Tips for Buying a Plasma Cutter
Are you thinking of buying a plasma cutter? Its can be overwhelming to purchase equipment that is new to you, not to mention there are so many models and manufacturers and models to select from.
As a start, there are a few questions you should ask yourself:
> How often in a day do you plan to use the equipment? What duty cycle should it have in other words?
> What type of electrical service is available where you plan to use it? Will it be 30 amp 110 volt single phase or 50 amp 220 volt single phase perhaps? What other equipment will be using the same circuit at the same time?
> What level of portability should your plasma cutter have? Are you going to use it in your shop exclusively, or do you have to take it to the job? Do you have way of supplying compressed air to the machine when you take it to a remote location? Air bottle or portable compressor? How can you provide electric current onsite?

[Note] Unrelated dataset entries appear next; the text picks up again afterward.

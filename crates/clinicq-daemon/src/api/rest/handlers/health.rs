//! Health and status handlers

use crate::api::rest::state::AppState;
use axum::{extract::State, Json};
use serde::Serialize;

/// Health check response
#[derive(Debug, Serialize)]
pub struct HealthCheckResponse {
    pub status: String,
    pub version: String,
    pub uptime_secs: u64,
}

/// Health check endpoint
pub async fn health_check(State(state): State<AppState>) -> Json<HealthCheckResponse> {
    Json(HealthCheckResponse {
        status: "healthy".to_string(),
        version: state.version.clone(),
        uptime_secs: state.uptime_secs(),
    })
}

/// Daemon status response
#[derive(Debug, Serialize)]
pub struct DaemonStatusResponse {
    pub status: String,
    pub version: String,
    pub uptime_secs: u64,
    pub started_at: chrono::DateTime<chrono::Utc>,
    pub pending_verifications: usize,
    pub pin_attempt_timeout_secs: u64,
}

/// Daemon status endpoint
pub async fn daemon_status(State(state): State<AppState>) -> Json<DaemonStatusResponse> {
    Json(DaemonStatusResponse {
        status: "healthy".to_string(),
        version: state.version.clone(),
        uptime_secs: state.uptime_secs(),
        started_at: state.started_at,
        pending_verifications: state.flow.verifier().pending_count(),
        pin_attempt_timeout_secs: state.flow.config().pin_attempt_timeout_secs,
    })
}
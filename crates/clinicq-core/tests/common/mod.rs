#![allow(dead_code)]

use clinicq_core::{ClinicFlow, FlowConfig, RetryPolicy};
use clinicq_store::memory::InMemoryDocumentStore;
use clinicq_store::{DocumentStore, QueryWindow};
use clinicq_types::{
    ActiveQueueEntry, ArrivalMethod, CounterId, EstablishmentId, Notification,
    NotificationStatus, PatientId, RequestKey,
};
use std::sync::Arc;

pub const COUNTERS: [(&str, &str); 3] = [("C1", "Triage"), ("C2", "Lab"), ("C3", "Pharmacy")];

pub fn pin_of(uid: &PatientId) -> String {
    format!("{:0>4}", uid.as_str().trim_start_matches('P'))
}

pub fn test_config() -> FlowConfig {
    FlowConfig {
        queue_write_retry: RetryPolicy::new(5, 1, 5, 0.0),
        ..FlowConfig::default()
    }
}

/// A flow with establishment E1, counters C1-C3 and patients P1..=P{patients}.
/// Patient `Pn` has PIN `n` zero-padded to four digits.
pub async fn flow_over(store: Arc<dyn DocumentStore>, patients: usize) -> ClinicFlow {
    let flow = ClinicFlow::new(store, test_config());
    let dir = flow.directory();
    dir.register_establishment(EstablishmentId::new("E1"), "North Clinic")
        .await
        .unwrap();
    for (id, name) in COUNTERS {
        dir.register_counter(CounterId::new(id), EstablishmentId::new("E1"), name)
            .await
            .unwrap();
    }
    for n in 1..=patients {
        let uid = PatientId::new(format!("P{}", n));
        let pin = pin_of(&uid);
        dir.register_patient(uid, format!("Patient {}", n), &pin)
            .await
            .unwrap();
    }
    flow
}

pub async fn flow(patients: usize) -> ClinicFlow {
    flow_over(Arc::new(InMemoryDocumentStore::new()), patients).await
}

/// Submit and accept a request; returns its key.
pub async fn accepted(flow: &ClinicFlow, uid: &PatientId, counter: &str) -> RequestKey {
    let request = flow
        .ledger()
        .submit(uid, &CounterId::new(counter))
        .await
        .unwrap();
    flow.ledger().accept(&request.request_key).await.unwrap();
    request.request_key
}

/// Scan at `counter` and enter the right PIN.
pub async fn check_in(flow: &ClinicFlow, uid: &PatientId, counter: &str) -> ActiveQueueEntry {
    flow.verifier()
        .verify_arrival(uid, &CounterId::new(counter), ArrivalMethod::Rfid)
        .await
        .unwrap();
    flow.verifier().submit_pin(uid, &pin_of(uid)).await.unwrap()
}

pub async fn mailbox(flow: &ClinicFlow, uid: &PatientId) -> Vec<Notification> {
    flow.mailbox()
        .mailbox(uid, QueryWindow::default())
        .await
        .unwrap()
}

pub async fn count_status(flow: &ClinicFlow, uid: &PatientId, status: NotificationStatus) -> usize {
    mailbox(flow, uid)
        .await
        .iter()
        .filter(|n| n.status == status)
        .count()
}
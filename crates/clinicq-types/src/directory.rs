//! Establishments and their service counters.

use crate::ids::{CounterId, EstablishmentId};
use chrono::{DateTime, Utc};
use serde::{Deserialize, Serialize};

/// A facility hosting one or more counters.
#[derive(Debug, Clone, PartialEq, Serialize, Deserialize)]
#[serde(rename_all = "camelCase")]
pub struct Establishment {
    pub est_id: EstablishmentId,
    pub name: String,
    #[serde(with = "chrono::serde::ts_milliseconds")]
    pub registered_at: DateTime<Utc>,
}

/// A physical service station inside an establishment.
#[derive(Debug, Clone, PartialEq, Serialize, Deserialize)]
#[serde(rename_all = "camelCase")]
pub struct Counter {
    pub counter_id: CounterId,
    pub est_id: EstablishmentId,
    pub name: String,
    #[serde(with = "chrono::serde::ts_milliseconds")]
    pub registered_at: DateTime<Utc>,
}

> What type of material do you intend to cut, and how thick will it probably be?
> Manual cutting or with a CNC cutting machine? Typically, higher the plasma cutter amperage output come with a greater duty cycle at lesser amperages. Many people believe that a greater-capacity machine is always better, but this is false. Fabricators generally consider oxy-fuel to be better than plasma for steel cutting steel with a thickness above .5 inch; this is due to the slight (4 to 6-degree) bevel in the cut face produced by the plasma. You wouldn’t see it in thinner materials, but it does become more noticeable with increased thickness. At thickness above .5 inch, plasma also bears no cutting speed advantage compared to oxy-fuel.

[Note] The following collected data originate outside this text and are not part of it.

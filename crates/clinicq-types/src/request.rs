//! Service requests and their resolution state.

use crate::ids::{CounterId, EstablishmentId, PatientId, RequestKey};
use chrono::{DateTime, Utc};
use serde::{Deserialize, Serialize};
use std::fmt;

/// Resolution state of a service request.
///
/// `Rejected` and `Cancelled` are terminal. An accepted step stays accepted
/// until staff revoke it.
#[derive(Debug, Clone, Copy, PartialEq, Eq, Hash, Serialize, Deserialize)]
#[serde(rename_all = "snake_case")]
pub enum RequestState {
    Pending,
    Accepted,
    Rejected,
    Cancelled,
}

impl RequestState {
    pub fn as_str(&self) -> &'static str {
        match self {
            RequestState::Pending => "pending",
            RequestState::Accepted => "accepted",
            RequestState::Rejected => "rejected",
            RequestState::Cancelled => "cancelled",
        }
    }
}

impl fmt::Display for RequestState {
    fn fmt(&self, f: &mut fmt::Formatter<'_>) -> fmt::Result {
        f.write_str(self.as_str())
    }
}

/// A patient's request to be served at a counter.
///
/// Accepted requests are kept as the audit trail of a patient's chain: the
/// `chain_order` assigned on acceptance is what the chain plan is derived from.
#[derive(Debug, Clone, PartialEq, Serialize, Deserialize)]
#[serde(rename_all = "camelCase")]
pub struct ServiceRequest {
    pub request_key: RequestKey,
    pub uid: PatientId,
    pub counter_id: CounterId,
    pub est_id: EstablishmentId,
    pub state: RequestState,
    #[serde(default, skip_serializing_if = "Option::is_none")]
    pub chain_order: Option<u32>,
    #[serde(default, skip_serializing_if = "Option::is_none")]
    pub reason: Option<String>,
    #[serde(with = "chrono::serde::ts_milliseconds")]
    pub created_at: DateTime<Utc>,
    #[serde(
        default,
        with = "chrono::serde::ts_milliseconds_option",
        skip_serializing_if = "Option::is_none"
    )]
    pub resolved_at: Option<DateTime<Utc>>,
}

impl ServiceRequest {
    pub fn new(uid: PatientId, counter_id: CounterId, est_id: EstablishmentId) -> Self {
        Self {
            request_key: RequestKey::generate(),
            uid,
            counter_id,
            est_id,
            state: RequestState::Pending,
            chain_order: None,
            reason: None,
            created_at: Utc::now(),
            resolved_at: None,
        }
    }

    pub fn is_pending(&self) -> bool {
        self.state == RequestState::Pending
    }

    pub fn is_accepted(&self) -> bool {
        self.state == RequestState::Accepted
    }
}

#[cfg(test)]
mod tests {
    use super::*;

    #[test]
    fn test_new_request_is_pending() {
        let request = ServiceRequest::new(
            PatientId::new("P1"),
            CounterId::new("C1"),
            EstablishmentId::new("E1"),
        );
        assert!(request.is_pending());
        assert!(request.chain_order.is_none());
    }

    #[test]
    fn test_state_wire_names() {
        let json = serde_json::to_value(RequestState::Accepted).unwrap();
        assert_eq!(json, "accepted");
        assert_eq!(RequestState::Rejected.to_string(), "rejected");
        let cancelled: RequestState = serde_json::from_str("\"cancelled\"").unwrap();
        assert_eq!(cancelled, RequestState::Cancelled);
    }
}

If you’ll be using acetylene for the work, there will be nearly no point in purchasing a plasma cutter. If your intention is to cut aluminum, stainless or any other non-ferrous metal, which oxy-fuel cannot cut, get a 50 to 80 amp 220 volt plasma cutter. If you’re going to use your plasma cutter outside the shop sometimes, you have to consider getting one of new breed of semi-portable types. These are little powerhouses weighing below 100 lbs., but they have the ability to cut .75″ to 1″ in a snap. You’ll be needing a compressor or bottle of air, plus a portable generator.

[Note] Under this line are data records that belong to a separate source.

//! Arrival authorizations and the arrival audit log.

use crate::ids::{AwaitingKey, CounterId, EstablishmentId, PatientId, RequestKey};
use chrono::{DateTime, Utc};
use serde::{Deserialize, Serialize};
use std::fmt;

/// Status of an arrival index entry. Entries only ever exist while awaiting
/// arrival: consuming one deletes it.
#[derive(Debug, Clone, Copy, PartialEq, Eq, Hash, Serialize, Deserialize)]
#[serde(rename_all = "snake_case")]
pub enum AuthorizationStatus {
    AwaitingArrival,
}

/// The single authoritative record saying a patient may check in at a counter.
///
/// Stored keyed by `uid`, so there is at most one per patient.
#[derive(Debug, Clone, PartialEq, Eq, Serialize, Deserialize)]
#[serde(rename_all = "camelCase")]
pub struct ArrivalIndexEntry {
    pub uid: PatientId,
    pub counter_id: CounterId,
    pub est_id: EstablishmentId,
    pub request_key: RequestKey,
    pub awaiting_key: AwaitingKey,
    pub chain_order: u32,
    pub status: AuthorizationStatus,
    #[serde(with = "chrono::serde::ts_milliseconds")]
    pub created_at: DateTime<Utc>,
}

impl ArrivalIndexEntry {
    /// New authorization with a freshly minted awaiting key.
    pub fn new(
        uid: PatientId,
        counter_id: CounterId,
        est_id: EstablishmentId,
        request_key: RequestKey,
        chain_order: u32,
    ) -> Self {
        Self {
            uid,
            counter_id,
            est_id,
            request_key,
            awaiting_key: AwaitingKey::generate(),
            chain_order,
            status: AuthorizationStatus::AwaitingArrival,
            created_at: Utc::now(),
        }
    }
}

/// How a physical arrival was signalled.
#[derive(Debug, Clone, Copy, PartialEq, Eq, Hash, Serialize, Deserialize)]
#[serde(rename_all = "snake_case")]
pub enum ArrivalMethod {
    Rfid,
    ManualPin,
}

impl fmt::Display for ArrivalMethod {
    fn fmt(&self, f: &mut fmt::Formatter<'_>) -> fmt::Result {
        match self {
            ArrivalMethod::Rfid => f.write_str("rfid"),
            ArrivalMethod::ManualPin => f.write_str("manual_pin"),
        }
    }
}

/// Write-once audit record of a verified physical arrival.
#[derive(Debug, Clone, PartialEq, Eq, Serialize, Deserialize)]
#[serde(rename_all = "camelCase")]
pub struct ArrivalRecord {
    pub uid: PatientId,
    pub awaiting_key: AwaitingKey,
    pub request_key: RequestKey,
    pub counter_id: CounterId,
    #[serde(with = "chrono::serde::ts_milliseconds")]
    pub timestamp: DateTime<Utc>,
    pub method: ArrivalMethod,
}

impl ArrivalRecord {
    pub fn for_entry(entry: &ArrivalIndexEntry, method: ArrivalMethod) -> Self {
        Self {
            uid: entry.uid.clone(),
            awaiting_key: entry.awaiting_key,
            request_key: entry.request_key,
            counter_id: entry.counter_id.clone(),
            timestamp: Utc::now(),
            method,
        }
    }
}

#[cfg(test)]
mod tests {
    use super::*;
    use chrono::TimeZone;

    #[test]
    fn test_index_entry_wire_shape() {
        let mut entry = ArrivalIndexEntry::new(
            PatientId::new("P1"),
            CounterId::new("C1"),
            EstablishmentId::new("E1"),
            RequestKey::generate(),
            0,
        );
        entry.created_at = Utc.timestamp_millis_opt(1_700_000_000_123).unwrap();

        let json = serde_json::to_value(&entry).unwrap();
        assert_eq!(json["uid"], "P1");
        assert_eq!(json["counterId"], "C1");
        assert_eq!(json["estId"], "E1");
        assert_eq!(json["chainOrder"], 0);
        assert_eq!(json["status"], "awaiting_arrival");
        assert_eq!(json["createdAt"], 1_700_000_000_123_i64);
        assert!(json["awaitingKey"].is_string());
        assert!(json["requestKey"].is_string());
    }

    #[test]
    fn test_arrival_record_method_names() {
        assert_eq!(
            serde_json::to_value(ArrivalMethod::ManualPin).unwrap(),
            "manual_pin"
        );
        assert_eq!(serde_json::to_value(ArrivalMethod::Rfid).unwrap(), "rfid");
    }
}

If you automating your plasma cutting is a possibility, then get a unit that which doesn’t use a high-frequency starting circuit. A high-frequency start operates like the spark plug in your vehicle. Rather than relying on lower voltage pilot arc to begin the plasma process, it counts on a high voltage spark, which produces electrical interference like computer lockup or destroying files, etc.